Close below lies the Clear Lake, down a steep climb among the dips and dells of the boulder-mountain. But at its head there intervenes the Jardin of which I spoke, a smooth delta of becks and rills converging to the Lake. And, as I now patrolled it gently, while the tents were being established, i realized with a certain sardonic amusement that all my other expeditions in the Da-Tung Alps had been wasted. For here, in this stretch of a quarter of a mile across and a hundred yards deep, occurred every high Alpine flower that I had found in the whole course of the season's arduous and unrewarding expeditions with the solitary exception of Primula urticifolia, immovably calcicole. It was a bewilderingly enrapturing place, with its paradoxical population, seeded down from the heights or translated by the becks. All the Poppies were there, all the Primulas, and many another adminicle of delight. And they all looked like guests and aliens, gathered together in one space by Nature's special invitation. I benignly revelled among the seeds, now ripe for the gathering, even to the prevalent Alpine Saxifrage of these ranges a feathery spire of white stars, rising from a rosette of very handsome glossy primuloid foliage : and each star with a pompous fat eye of black-purple, from the conspicuous swollen carpels. I suspect this of being S. egregia ; anyhow it abounds all over the high lawns of the Da-Tung, and descends to the foot of the Pass. But why pause on one pleasure, when there were so many more ? I was soon as fat as Humpty Dumpty, with swollen seed-packets bulging me out in every direction. Indeed, that Jardin at the head of the Clear Lake is perhaps the most entrancing collecting ground I have ever struck ; it was not with the altitude alone that my heart went boppoty-bop as I perused its gentle swards and shingle-flats.
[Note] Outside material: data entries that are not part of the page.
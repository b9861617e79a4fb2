//! The error taxonomy from spec §7, as a single `thiserror` enum the way
//! `deployer/src/error.rs` wraps its `DalError`. Every adapter gets its
//! own error type and is folded in with `#[from]`.

use fleet_common::DependsConflict;
use uuid::Uuid;

use crate::catalog::CatalogError;
use crate::inventory::InventoryError;
use crate::objectstore::ObjectStoreError;
use crate::parser::ParseError;

#[derive(thiserror::Error, Debug)]
pub enum Error {
    // --- Input / validation ---
    #[error("missing required input: {0}")]
    MissingInput(String),
    #[error("artifact metadata is invalid: {0}")]
    MetadataInvalid(String),
    #[error("invalid device id: {0}")]
    InvalidDeviceId(String),
    #[error("invalid deployment id: {0}")]
    InvalidDeploymentId(String),
    #[error("artifact file too large: {size} bytes exceeds the {limit} byte limit")]
    ArtifactFileTooLarge { size: u64, limit: u64 },
    #[error("no devices resolved for this deployment")]
    NoDevices,
    #[error("no artifact supplied")]
    NoArtifact,

    // --- Conflict ---
    #[error("an artifact with this name and an overlapping device type already exists")]
    ArtifactNotUnique,
    #[error("conflicting depends declared by {}: {}", .0.competing_artifact_name, .0.depends_key)]
    ConflictingDepends(DependsConflict),
    #[error("a deployment with this name already exists")]
    DuplicateDeployment,
    #[error("artifact {0} is referenced by an unfinished deployment or an active device-deployment")]
    ArtifactInUse(Uuid),
    #[error("device {device_id} reported conflicting request data for device-deployment {device_deployment_id}")]
    ConflictingRequestData {
        device_id: String,
        device_deployment_id: Uuid,
    },

    // --- Not found ---
    #[error("artifact {0} not found")]
    ImageMetaNotFound(Uuid),
    #[error("deployment {0} not found")]
    DeploymentNotFound(Uuid),
    #[error("upload intent {0} not found")]
    UploadNotFound(Uuid),
    #[error("storage record not found")]
    StorageNotFound,

    // --- Terminal state ---
    #[error("deployment {0} has been aborted")]
    DeploymentAborted(Uuid),
    #[error("device {0} has been decommissioned for this deployment")]
    DeviceDecommissioned(String),

    // --- Parse ---
    #[error("failed to parse artifact: {0}")]
    ParseFailed(#[from] ParseError),

    // --- Internal / adapter failures ---
    #[error("catalog store error: {0}")]
    Catalog(#[from] CatalogError),
    #[error("object store error: {0}")]
    ObjectStore(#[from] ObjectStoreError),
    #[error("inventory/reporting error: {0}")]
    Inventory(#[from] InventoryError),
    #[error("internal error: {0}")]
    Internal(String),
}

pub type Result<T> = std::result::Result<T, Error>;
use std::collections::BTreeMap;

use serde::{Deserialize, Serialize};
use strum::{Display, EnumIter, EnumString};

/// Status lattice a device-deployment moves through. See spec §3
/// "Device-deployment status set".
#[derive(
    Clone, Copy, Debug, Display, EnumString, EnumIter, PartialEq, Eq, Hash, Deserialize, Serialize,
)]
#[cfg_attr(feature = "persist", derive(sqlx::Type))]
#[strum(serialize_all = "snake_case")]
#[serde(rename_all = "snake_case")]
pub enum DeviceDeploymentStatus {
    Pending,
    Downloading,
    Installing,
    Rebooting,
    PauseBeforeInstalling,
    PauseBeforeCommitting,
    PauseBeforeRebooting,
    Success,
    Failure,
    NoArtifact,
    AlreadyInstalled,
    Aborted,
    Decommissioned,
}

impl DeviceDeploymentStatus {
    /// All statuses, in a fixed order used to lay out per-deployment stat
    /// counters. Keep stable: it is the column order of the stats table.
    pub const ALL: [DeviceDeploymentStatus; 13] = [
        Self::Pending,
        Self::Downloading,
        Self::Installing,
        Self::Rebooting,
        Self::PauseBeforeInstalling,
        Self::PauseBeforeCommitting,
        Self::PauseBeforeRebooting,
        Self::Success,
        Self::Failure,
        Self::NoArtifact,
        Self::AlreadyInstalled,
        Self::Aborted,
        Self::Decommissioned,
    ];

    /// `active` on a device-deployment is true iff its status is one of these.
    pub fn is_active(self) -> bool {
        matches!(
            self,
            Self::Pending
                | Self::Downloading
                | Self::Installing
                | Self::Rebooting
                | Self::PauseBeforeInstalling
                | Self::PauseBeforeCommitting
                | Self::PauseBeforeRebooting
        )
    }

    /// The "finished" helper from spec §3: every non-active status except
    /// `Rebooting`, which is only terminal once it yields to success/failure.
    pub fn is_terminal(self) -> bool {
        matches!(
            self,
            Self::Success
                | Self::Failure
                | Self::NoArtifact
                | Self::AlreadyInstalled
                | Self::Aborted
                | Self::Decommissioned
        )
    }
}

/// Counters keyed by status, as carried on a `Deployment`. Stored as
/// fixed columns in SQL (see `catalog::sqlite`); this map view is what
/// the rest of the core reasons about.
pub type StatusCounters = BTreeMap<DeviceDeploymentStatus, i64>;

pub fn empty_counters() -> StatusCounters {
    DeviceDeploymentStatus::ALL.into_iter().map(|s| (s, 0)).collect()
}

/// Artifact-format-v3 "provides" fingerprint a device reports on poll,
/// persisted onto the device-deployment on first contact (spec §4.2 step 4).
#[derive(Clone, Debug, Default, PartialEq, Eq, Deserialize, Serialize)]
pub struct DeviceProvides {
    pub device_type: String,
    pub artifact_name: Option<String>,
    #[serde(default)]
    pub custom: BTreeMap<String, String>,
}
That over-tried organ suffered greatly indeed, and did the oddest things. Wakeful through the nights I lay, with its rumblings and bumblings and stoppages ; it seemed to me to make such a noise that often I wondered if it was not avalanches in the silence of the lonely Alpine dark ; but heart-anguishes, hunger and weakness were all obliterated by the deifying glory of that place. Even in the doorway of my tent I was so happy that I could hardly breathe. All around me that tumble of mountainous dark conglomerate boulders, big as houses, with Isopyrum flopping purple in their crevices ; and down between them deep mossy caverns, or elastic turfy dells beneath which you could hear surreptitious waters gurgling ; and the Jardin mapped out below ; and then the paralysing clean emerald of the Clear Lake, set in a bevel of sloped green lawns beneath the raw red stone slopes from Croda Rossa, high overhead on the right. And all around us nothing but the untarnished empty glory of the Alpine lawns, incomparably gigantic beneath the naked piled wilderness of the peaks. Not for the first time did the exalted loneliness of high places take hold of me, and seize me out of myself,
"and charm away all wrinkles
That cares and frets and worries of our days
Had written in the forehead of my soul."
But never, I think, have I known quite so scarifying a spring-cleaning as I endured at the hands of that high basin of the Alps, so vast and pure, without touch or taint of man since the beginning of time, and on to the unutterable end. No wonder if the Holy Ones haunt the great heights and draw from them their holiness.
How powerful are the wings of man's fancy : how feeble the efforts of man's legs. Small marvel the Hebrew Lord takes no delight in them. Despite the blank white bliss of my inner mood, it as a toilful puffing person who agonized up and down the swells of those virgin lawns. They were now all fired to russet by early frosts : their brief life was over, and their winter at hand. But meanwhile they had burst into a final flare of glory with Gentians and Saxifrages.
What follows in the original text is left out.